Take the data below and filter it for lines containing the word "JobGraphError"; show each line found.
Source data Start Marker
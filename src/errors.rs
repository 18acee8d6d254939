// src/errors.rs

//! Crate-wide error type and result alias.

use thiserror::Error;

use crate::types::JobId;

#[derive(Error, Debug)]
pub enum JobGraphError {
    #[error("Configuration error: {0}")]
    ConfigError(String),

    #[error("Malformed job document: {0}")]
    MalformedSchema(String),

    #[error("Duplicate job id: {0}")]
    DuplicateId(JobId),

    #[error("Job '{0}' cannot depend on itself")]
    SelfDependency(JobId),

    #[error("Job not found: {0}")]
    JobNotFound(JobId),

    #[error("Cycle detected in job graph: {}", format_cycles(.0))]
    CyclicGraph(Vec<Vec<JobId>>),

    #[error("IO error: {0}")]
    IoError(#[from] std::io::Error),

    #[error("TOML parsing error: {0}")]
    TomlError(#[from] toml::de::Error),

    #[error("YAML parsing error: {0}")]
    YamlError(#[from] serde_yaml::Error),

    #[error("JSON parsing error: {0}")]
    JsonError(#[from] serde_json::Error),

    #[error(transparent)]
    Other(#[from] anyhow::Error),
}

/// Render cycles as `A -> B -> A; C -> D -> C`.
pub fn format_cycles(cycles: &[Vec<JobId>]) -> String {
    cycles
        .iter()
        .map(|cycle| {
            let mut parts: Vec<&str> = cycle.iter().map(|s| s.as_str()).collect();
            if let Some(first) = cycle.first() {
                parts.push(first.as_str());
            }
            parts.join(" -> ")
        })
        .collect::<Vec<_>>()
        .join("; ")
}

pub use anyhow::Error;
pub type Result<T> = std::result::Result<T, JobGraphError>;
Source data End Marker
Source data Start Marker
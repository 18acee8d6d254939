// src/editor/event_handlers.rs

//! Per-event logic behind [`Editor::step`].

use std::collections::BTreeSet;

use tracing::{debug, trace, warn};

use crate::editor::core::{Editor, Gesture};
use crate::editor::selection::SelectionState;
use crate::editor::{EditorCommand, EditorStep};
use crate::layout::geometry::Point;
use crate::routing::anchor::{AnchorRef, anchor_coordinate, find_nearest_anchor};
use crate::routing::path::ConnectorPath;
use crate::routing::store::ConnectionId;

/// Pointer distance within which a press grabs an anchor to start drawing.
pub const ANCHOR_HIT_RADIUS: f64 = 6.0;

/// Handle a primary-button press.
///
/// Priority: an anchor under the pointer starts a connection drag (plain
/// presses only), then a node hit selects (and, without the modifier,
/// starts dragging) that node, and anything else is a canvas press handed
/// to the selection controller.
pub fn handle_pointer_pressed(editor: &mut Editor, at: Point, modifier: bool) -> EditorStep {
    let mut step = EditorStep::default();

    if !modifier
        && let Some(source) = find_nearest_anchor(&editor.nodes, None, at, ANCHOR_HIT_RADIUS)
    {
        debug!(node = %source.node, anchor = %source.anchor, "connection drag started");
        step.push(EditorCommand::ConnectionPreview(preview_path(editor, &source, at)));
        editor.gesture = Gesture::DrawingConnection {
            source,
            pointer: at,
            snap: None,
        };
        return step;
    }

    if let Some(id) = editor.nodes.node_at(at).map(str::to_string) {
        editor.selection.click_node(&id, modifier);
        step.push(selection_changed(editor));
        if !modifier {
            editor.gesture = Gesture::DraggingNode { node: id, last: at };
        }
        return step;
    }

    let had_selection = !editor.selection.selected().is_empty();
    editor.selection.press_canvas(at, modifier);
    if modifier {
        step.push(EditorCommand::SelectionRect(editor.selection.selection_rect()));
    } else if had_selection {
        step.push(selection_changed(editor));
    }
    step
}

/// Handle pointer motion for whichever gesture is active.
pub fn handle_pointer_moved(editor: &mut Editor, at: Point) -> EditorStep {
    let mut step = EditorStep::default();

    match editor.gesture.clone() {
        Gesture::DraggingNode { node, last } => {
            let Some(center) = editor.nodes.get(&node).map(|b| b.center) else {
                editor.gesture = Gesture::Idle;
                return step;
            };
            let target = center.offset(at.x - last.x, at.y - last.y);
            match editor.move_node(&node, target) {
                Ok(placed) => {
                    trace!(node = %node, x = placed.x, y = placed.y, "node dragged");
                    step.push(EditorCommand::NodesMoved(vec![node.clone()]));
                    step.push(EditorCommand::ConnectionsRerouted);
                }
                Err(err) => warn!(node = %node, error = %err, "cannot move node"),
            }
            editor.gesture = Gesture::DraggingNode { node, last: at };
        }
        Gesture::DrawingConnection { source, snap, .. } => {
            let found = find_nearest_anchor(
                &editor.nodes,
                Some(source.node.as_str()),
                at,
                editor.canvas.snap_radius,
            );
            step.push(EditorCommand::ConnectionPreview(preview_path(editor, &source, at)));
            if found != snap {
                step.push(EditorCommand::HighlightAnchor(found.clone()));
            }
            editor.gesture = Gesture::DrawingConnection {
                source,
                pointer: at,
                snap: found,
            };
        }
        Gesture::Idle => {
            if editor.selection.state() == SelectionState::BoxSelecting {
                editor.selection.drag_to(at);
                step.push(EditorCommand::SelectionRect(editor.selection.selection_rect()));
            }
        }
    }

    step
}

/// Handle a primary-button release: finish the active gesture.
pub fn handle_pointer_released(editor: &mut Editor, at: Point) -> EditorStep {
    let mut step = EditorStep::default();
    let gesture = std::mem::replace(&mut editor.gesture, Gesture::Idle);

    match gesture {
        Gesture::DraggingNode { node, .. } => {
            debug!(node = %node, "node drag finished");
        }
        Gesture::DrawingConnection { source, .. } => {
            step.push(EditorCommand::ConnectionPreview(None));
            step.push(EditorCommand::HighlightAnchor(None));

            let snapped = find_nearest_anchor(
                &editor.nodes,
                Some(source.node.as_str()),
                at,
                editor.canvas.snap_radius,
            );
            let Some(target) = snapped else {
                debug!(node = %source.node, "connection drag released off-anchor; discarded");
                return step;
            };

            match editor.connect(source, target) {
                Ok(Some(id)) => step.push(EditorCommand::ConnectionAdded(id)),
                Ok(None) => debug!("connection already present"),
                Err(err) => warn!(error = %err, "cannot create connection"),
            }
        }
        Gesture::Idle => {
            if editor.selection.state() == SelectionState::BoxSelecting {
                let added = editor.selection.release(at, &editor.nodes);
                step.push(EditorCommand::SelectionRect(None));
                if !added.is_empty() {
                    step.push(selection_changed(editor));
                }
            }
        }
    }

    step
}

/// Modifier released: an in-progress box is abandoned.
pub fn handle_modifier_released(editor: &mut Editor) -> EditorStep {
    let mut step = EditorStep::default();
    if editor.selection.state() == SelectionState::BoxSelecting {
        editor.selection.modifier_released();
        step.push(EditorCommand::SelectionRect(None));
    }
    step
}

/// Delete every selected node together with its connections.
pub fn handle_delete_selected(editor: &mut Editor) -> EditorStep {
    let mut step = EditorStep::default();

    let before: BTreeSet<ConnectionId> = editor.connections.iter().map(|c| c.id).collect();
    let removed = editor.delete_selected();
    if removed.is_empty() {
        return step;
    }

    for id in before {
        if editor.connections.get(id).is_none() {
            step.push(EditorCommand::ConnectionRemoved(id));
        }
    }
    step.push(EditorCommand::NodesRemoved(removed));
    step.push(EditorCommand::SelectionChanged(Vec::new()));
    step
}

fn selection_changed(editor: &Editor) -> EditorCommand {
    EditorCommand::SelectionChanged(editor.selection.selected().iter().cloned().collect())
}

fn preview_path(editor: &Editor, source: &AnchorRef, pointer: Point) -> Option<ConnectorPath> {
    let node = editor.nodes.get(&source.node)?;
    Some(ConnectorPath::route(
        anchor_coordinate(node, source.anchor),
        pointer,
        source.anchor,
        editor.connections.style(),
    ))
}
Source data End Marker
--- Your response ---
pub enum JobGraphError {
pub type Result<T> = std::result::Result<T, JobGraphError>;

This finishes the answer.